Data for this task
*** Block opens ***

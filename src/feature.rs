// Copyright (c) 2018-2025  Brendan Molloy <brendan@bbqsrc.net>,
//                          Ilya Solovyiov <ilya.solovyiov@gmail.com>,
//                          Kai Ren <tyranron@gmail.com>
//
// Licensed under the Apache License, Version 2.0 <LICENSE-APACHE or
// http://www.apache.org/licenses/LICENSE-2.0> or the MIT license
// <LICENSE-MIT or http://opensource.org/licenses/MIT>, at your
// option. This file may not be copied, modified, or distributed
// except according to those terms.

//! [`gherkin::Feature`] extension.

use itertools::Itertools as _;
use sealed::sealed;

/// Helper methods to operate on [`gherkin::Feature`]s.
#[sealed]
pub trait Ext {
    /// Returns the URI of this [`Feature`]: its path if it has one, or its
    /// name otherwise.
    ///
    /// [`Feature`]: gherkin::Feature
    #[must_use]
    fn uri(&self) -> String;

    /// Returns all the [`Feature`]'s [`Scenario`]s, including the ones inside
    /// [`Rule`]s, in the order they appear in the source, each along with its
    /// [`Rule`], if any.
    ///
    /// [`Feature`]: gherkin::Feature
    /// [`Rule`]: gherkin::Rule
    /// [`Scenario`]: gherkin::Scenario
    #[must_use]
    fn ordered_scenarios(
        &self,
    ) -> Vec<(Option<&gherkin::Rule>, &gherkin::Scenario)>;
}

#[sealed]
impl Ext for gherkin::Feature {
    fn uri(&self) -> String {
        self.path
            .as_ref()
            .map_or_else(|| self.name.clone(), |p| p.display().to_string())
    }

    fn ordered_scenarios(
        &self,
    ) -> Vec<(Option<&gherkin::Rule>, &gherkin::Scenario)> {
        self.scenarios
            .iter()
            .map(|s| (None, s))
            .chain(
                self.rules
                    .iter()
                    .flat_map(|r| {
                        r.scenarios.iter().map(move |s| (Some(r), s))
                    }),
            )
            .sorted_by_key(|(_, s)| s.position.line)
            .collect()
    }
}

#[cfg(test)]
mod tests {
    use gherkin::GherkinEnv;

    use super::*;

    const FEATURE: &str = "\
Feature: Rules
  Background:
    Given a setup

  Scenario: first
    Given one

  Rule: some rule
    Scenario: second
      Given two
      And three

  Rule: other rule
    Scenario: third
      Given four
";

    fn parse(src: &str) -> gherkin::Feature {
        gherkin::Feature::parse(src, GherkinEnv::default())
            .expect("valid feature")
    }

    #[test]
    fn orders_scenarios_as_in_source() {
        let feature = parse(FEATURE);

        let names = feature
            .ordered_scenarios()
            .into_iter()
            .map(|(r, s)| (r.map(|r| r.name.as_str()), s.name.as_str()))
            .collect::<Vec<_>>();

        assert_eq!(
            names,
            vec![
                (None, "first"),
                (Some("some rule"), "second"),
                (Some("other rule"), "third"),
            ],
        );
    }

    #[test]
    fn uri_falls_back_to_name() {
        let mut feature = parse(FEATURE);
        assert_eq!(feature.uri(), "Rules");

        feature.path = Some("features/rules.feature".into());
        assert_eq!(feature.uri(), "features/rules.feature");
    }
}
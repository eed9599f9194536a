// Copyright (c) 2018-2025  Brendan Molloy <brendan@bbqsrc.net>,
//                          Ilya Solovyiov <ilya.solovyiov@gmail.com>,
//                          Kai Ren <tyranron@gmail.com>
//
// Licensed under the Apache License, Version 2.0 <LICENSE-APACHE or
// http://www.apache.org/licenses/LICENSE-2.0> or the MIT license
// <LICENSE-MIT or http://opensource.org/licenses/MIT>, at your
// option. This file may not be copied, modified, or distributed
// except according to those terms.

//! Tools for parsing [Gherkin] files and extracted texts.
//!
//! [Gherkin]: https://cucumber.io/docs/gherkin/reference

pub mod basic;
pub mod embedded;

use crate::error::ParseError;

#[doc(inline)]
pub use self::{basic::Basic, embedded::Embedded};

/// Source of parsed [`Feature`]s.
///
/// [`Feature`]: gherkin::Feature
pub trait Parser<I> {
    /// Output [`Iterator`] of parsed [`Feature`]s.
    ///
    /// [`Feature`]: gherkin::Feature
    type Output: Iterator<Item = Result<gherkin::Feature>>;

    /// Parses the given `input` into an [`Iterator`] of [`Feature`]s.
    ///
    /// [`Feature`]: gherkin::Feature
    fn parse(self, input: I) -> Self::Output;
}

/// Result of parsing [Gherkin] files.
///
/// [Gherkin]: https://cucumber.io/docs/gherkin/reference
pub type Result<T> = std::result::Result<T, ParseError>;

*** Block closes ***

Problem
In the lines above, find the word "embedded" and copy every line it occurs in.

Task response
pub mod embedded;
pub use self::{basic::Basic, embedded::Embedded};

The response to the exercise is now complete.